Start of Data to process
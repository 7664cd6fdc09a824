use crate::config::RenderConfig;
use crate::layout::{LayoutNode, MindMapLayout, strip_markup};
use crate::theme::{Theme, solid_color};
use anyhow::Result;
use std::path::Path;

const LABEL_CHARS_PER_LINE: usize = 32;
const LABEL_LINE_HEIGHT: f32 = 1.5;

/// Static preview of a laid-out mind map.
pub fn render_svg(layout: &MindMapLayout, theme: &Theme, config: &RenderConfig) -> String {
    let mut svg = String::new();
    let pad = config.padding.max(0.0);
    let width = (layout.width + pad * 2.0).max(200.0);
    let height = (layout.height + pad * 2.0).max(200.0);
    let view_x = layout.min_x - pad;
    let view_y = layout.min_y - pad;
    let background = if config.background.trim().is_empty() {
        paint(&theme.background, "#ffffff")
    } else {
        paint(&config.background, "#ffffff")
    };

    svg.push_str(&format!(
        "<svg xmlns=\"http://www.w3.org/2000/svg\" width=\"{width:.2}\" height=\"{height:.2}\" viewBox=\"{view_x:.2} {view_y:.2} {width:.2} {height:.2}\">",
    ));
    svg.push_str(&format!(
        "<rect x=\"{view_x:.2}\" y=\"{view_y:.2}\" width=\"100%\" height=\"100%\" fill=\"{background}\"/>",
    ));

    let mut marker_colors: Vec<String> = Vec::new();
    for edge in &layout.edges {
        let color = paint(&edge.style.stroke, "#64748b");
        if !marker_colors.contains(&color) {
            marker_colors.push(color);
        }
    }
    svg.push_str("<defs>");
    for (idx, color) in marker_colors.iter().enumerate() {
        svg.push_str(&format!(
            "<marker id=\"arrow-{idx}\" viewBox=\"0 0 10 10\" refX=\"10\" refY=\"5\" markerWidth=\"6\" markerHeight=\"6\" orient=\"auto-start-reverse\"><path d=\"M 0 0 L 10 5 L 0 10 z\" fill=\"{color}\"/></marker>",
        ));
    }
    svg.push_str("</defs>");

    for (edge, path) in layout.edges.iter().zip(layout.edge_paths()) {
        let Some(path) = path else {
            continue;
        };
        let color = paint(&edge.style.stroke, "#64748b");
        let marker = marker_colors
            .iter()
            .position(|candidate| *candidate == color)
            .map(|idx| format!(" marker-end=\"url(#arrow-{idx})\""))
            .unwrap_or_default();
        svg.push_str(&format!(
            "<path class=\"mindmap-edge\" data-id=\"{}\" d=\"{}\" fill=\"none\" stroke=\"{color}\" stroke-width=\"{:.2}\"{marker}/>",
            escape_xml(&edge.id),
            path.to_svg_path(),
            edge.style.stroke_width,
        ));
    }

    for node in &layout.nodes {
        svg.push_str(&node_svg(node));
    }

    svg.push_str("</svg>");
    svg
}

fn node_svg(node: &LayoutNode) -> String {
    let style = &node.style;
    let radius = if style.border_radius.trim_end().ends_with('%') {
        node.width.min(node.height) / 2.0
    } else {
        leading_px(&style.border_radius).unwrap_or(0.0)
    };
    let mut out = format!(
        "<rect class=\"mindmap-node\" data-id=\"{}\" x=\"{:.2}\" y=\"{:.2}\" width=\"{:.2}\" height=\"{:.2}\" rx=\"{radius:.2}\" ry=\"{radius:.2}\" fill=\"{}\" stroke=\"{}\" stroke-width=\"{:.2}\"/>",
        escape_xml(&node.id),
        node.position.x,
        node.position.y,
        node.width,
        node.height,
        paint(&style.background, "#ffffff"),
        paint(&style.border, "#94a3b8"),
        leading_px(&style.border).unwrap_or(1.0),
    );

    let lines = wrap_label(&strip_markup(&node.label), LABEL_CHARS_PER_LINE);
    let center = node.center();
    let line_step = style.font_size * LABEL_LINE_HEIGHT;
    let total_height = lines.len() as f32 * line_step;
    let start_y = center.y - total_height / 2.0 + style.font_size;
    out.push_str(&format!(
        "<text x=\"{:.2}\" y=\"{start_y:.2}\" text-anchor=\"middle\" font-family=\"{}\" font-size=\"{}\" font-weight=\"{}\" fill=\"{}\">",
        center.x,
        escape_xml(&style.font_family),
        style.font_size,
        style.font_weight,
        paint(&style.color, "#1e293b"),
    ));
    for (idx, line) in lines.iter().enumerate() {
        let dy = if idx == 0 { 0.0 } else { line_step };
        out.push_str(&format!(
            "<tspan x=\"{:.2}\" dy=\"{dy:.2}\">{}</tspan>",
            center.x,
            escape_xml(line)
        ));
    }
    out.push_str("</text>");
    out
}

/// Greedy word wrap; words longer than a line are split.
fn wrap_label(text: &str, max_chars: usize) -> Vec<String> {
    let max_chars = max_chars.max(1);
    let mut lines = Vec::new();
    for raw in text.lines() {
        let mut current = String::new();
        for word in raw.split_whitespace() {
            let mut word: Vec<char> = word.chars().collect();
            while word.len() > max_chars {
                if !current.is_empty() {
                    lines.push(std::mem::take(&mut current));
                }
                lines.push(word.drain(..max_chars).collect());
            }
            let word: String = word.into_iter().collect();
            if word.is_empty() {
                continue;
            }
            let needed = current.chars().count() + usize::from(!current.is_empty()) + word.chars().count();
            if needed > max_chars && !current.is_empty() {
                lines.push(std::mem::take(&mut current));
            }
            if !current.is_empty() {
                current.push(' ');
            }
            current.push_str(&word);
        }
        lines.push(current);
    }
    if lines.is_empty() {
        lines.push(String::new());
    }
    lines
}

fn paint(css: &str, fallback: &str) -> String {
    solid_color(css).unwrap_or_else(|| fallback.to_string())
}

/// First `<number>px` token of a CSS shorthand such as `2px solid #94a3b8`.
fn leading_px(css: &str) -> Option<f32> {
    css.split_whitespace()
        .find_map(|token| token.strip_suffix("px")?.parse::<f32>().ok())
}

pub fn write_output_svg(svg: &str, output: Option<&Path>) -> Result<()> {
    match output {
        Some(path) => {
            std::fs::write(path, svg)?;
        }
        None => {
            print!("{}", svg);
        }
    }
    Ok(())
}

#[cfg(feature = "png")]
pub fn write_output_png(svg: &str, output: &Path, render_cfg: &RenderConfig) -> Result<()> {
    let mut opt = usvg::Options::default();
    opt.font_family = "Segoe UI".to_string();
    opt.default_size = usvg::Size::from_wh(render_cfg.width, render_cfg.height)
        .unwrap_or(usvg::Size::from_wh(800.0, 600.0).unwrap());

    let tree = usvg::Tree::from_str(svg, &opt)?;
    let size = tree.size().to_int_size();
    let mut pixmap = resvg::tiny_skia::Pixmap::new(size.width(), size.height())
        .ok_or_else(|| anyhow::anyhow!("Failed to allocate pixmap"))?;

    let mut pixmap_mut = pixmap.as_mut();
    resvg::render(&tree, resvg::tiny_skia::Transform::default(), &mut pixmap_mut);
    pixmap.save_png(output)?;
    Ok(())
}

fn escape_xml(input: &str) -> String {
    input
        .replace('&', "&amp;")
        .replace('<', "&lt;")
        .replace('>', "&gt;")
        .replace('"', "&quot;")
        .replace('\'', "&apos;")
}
End of Data to process
**About this exercise:**
Determine how many lines of the entries hold "crate", and reply with that number only.

**Exercise output:**
3